Before we were taken round we were given a brief summary of the history and the
work of the Centre, which had been founded in 1963 to serve Oxfordshire
museums. It was a purpose-built store and one of the first in the country. It is
home to about 100,000 objects, most of which are items of Social History, and
about 17,000 of them are classed as Archaeological objects.
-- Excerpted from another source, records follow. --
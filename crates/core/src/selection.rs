use std::fmt::{self, Display};

use listing_bot_backend::{CategoryRecord, CityRecord, LookupRequest};
use serde::{Deserialize, Serialize};

/// The city slot: either a city from the backend's list, or whatever the
/// visitor typed when nothing matched.
#[derive(Clone, Debug, PartialEq, Eq, Hash, Serialize, Deserialize)]
#[serde(tag = "type", content = "value", rename_all = "snake_case")]
pub enum CitySelection {
    /// A city from the city list.
    Listed(CityRecord),
    /// Unmatched free text, accepted as is.
    FreeText(String),
}

impl CitySelection {
    /// Returns the location sent to the backend.
    #[inline]
    pub fn location(&self) -> &str {
        match self {
            CitySelection::Listed(city) => &city.name,
            CitySelection::FreeText(text) => text,
        }
    }
}

/// A mobile number made of exactly 10 ASCII digits.
#[derive(Clone, Debug, PartialEq, Eq, Hash, Serialize, Deserialize)]
#[serde(try_from = "String", into = "String")]
pub struct PhoneNumber(String);

impl PhoneNumber {
    /// Parses a phone number. The input must match `^[0-9]{10}$`, no
    /// separators or surrounding spaces are accepted.
    pub fn parse(input: &str) -> Option<Self> {
        let valid = input.len() == 10 && input.bytes().all(|b| b.is_ascii_digit());
        valid.then(|| Self(input.to_owned()))
    }

    /// Returns the digits.
    #[inline]
    pub fn as_str(&self) -> &str {
        &self.0
    }
}

impl Display for PhoneNumber {
    fn fmt(&self, f: &mut fmt::Formatter<'_>) -> fmt::Result {
        f.write_str(&self.0)
    }
}

impl TryFrom<String> for PhoneNumber {
    type Error = String;

    fn try_from(value: String) -> Result<Self, Self::Error> {
        Self::parse(&value).ok_or_else(|| format!("invalid phone number: {value:?}"))
    }
}

impl From<PhoneNumber> for String {
    #[inline]
    fn from(value: PhoneNumber) -> Self {
        value.0
    }
}

/// The three slots a conversation collects before a lookup.
#[derive(Clone, Debug, Default, PartialEq, Eq, Hash, Serialize, Deserialize)]
pub struct SelectionState {
    category: Option<CategoryRecord>,
    city: Option<CitySelection>,
    phone_number: Option<PhoneNumber>,
}

impl SelectionState {
    /// Returns the selected category.
    #[inline]
    pub fn category(&self) -> Option<&CategoryRecord> {
        self.category.as_ref()
    }

    /// Returns the selected city.
    #[inline]
    pub fn city(&self) -> Option<&CitySelection> {
        self.city.as_ref()
    }

    /// Returns the phone number.
    #[inline]
    pub fn phone_number(&self) -> Option<&PhoneNumber> {
        self.phone_number.as_ref()
    }

    /// Returns `true` if no slot is filled.
    #[inline]
    pub fn is_empty(&self) -> bool {
        self.category.is_none() && self.city.is_none() && self.phone_number.is_none()
    }

    /// Returns `true` if all slots are filled.
    #[inline]
    pub fn is_complete(&self) -> bool {
        self.lookup_request().is_some()
    }

    /// Builds the lookup for this selection, or `None` while a slot is
    /// still missing.
    pub fn lookup_request(&self) -> Option<LookupRequest> {
        let category = self.category.as_ref()?;
        let city = self.city.as_ref()?;
        let phone_number = self.phone_number.as_ref()?;
        Some(LookupRequest {
            mobile_number: phone_number.as_str().to_owned(),
            location: city.location().to_owned(),
            category: category.id.clone(),
        })
    }

    pub(crate) fn set_category(&mut self, category: CategoryRecord) {
        self.category = Some(category);
    }

    pub(crate) fn set_city(&mut self, city: CitySelection) {
        self.city = Some(city);
    }

    pub(crate) fn set_phone_number(&mut self, phone_number: PhoneNumber) {
        self.phone_number = Some(phone_number);
    }

    pub(crate) fn clear(&mut self) {
        *self = Self::default();
    }
}

#[cfg(test)]
mod tests {
    use super::*;

    #[test]
    fn test_phone_number() {
        assert_eq!(PhoneNumber::parse("9876543210").unwrap().as_str(), "9876543210");
        for invalid in [
            "12345",
            "98765432100",
            "98765 43210",
            " 9876543210",
            "987654321a",
            "+919876543",
            "٩٨٧٦٥٤٣٢١٠",
            "",
        ] {
            assert!(PhoneNumber::parse(invalid).is_none(), "{invalid:?}");
        }
    }

    #[test]
    fn test_lookup_request_needs_all_slots() {
        let mut selection = SelectionState::default();
        assert!(selection.is_empty());

        selection.set_category(CategoryRecord::new("17", "Laptop Rental", "laptop-rental"));
        assert!(!selection.is_complete());
        selection.set_city(CitySelection::FreeText("Nowhereville".to_owned()));
        assert!(selection.lookup_request().is_none());
        selection.set_phone_number(PhoneNumber::parse("9876543210").unwrap());

        assert_eq!(
            selection.lookup_request(),
            Some(LookupRequest {
                mobile_number: "9876543210".to_owned(),
                location: "Nowhereville".to_owned(),
                category: "17".to_owned(),
            })
        );

        selection.clear();
        assert!(selection.is_empty());
    }

    #[test]
    fn test_listed_city_location() {
        let city = CitySelection::Listed(CityRecord {
            id: Some("4".to_owned()),
            name: "Mumbai".to_owned(),
        });
        assert_eq!(city.location(), "Mumbai");
    }
}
Then we were shown a few of the most interesting pieces in the Centre’s
collection. Roger and Caroline had selected 5 items under the headings of Earth
Air, Fire, Water and Ether for special examination which they described to us and
which we could look at in more detail.

The first piece was a seal which had belonged to Roger de Cumnor, a lawyer in
13th century Oxford. He was known to have lived in Cumnor, at Cumnor Place, but
the seal had been found in Park End Street, Oxford, so it had probably been lost.
The second object was a fan that had once belonged to Alice Liddell, of “Alice in
Wonderland’ fame, part of a large collection of Alice’s belongings kept in the
Centre. It was beautifully decorated and made of tortoiseshell and a form of
plastic. Apparently plastic in its early days (late 19th century and early 20th) was a
high status material.

The third item was a rush taper holder, probably from the late 18th Century or early
19th. It had been one item in the ‘founding’ collection in the Centre, and at that
time the records were less complete than later.

Item no. four was a painting of Iffley Mill by ? Shaffrey. The Mill burnt down in
1908, and the painter had made paintings before and after the fire. Interestingly,
Iffley Church is in the painting, but not in the right place.

Item no 5 was a replica of an Iron Age mirror, beautifully decorated with marks that
seem to recall the surface of water, and burnished to resemble gold, though in fact
it is bronze. The reference to water raises the question whether at the time water
was a sacred material.

After this, the group was taken round the Social History section of the collection.
This is a vast and fascinating collection of objects of all kinds – from farming,
industry, commerce and the home, and ranging from old Mangles and Lawn
mowers through Typewriters, early TV sets and Photographic equipment to Farm
Wagons, a Witney Blanket Loom and a horse-drawn Carriage from Waterperry.
The visit was a really engrossing insight into the past of Oxfordshire.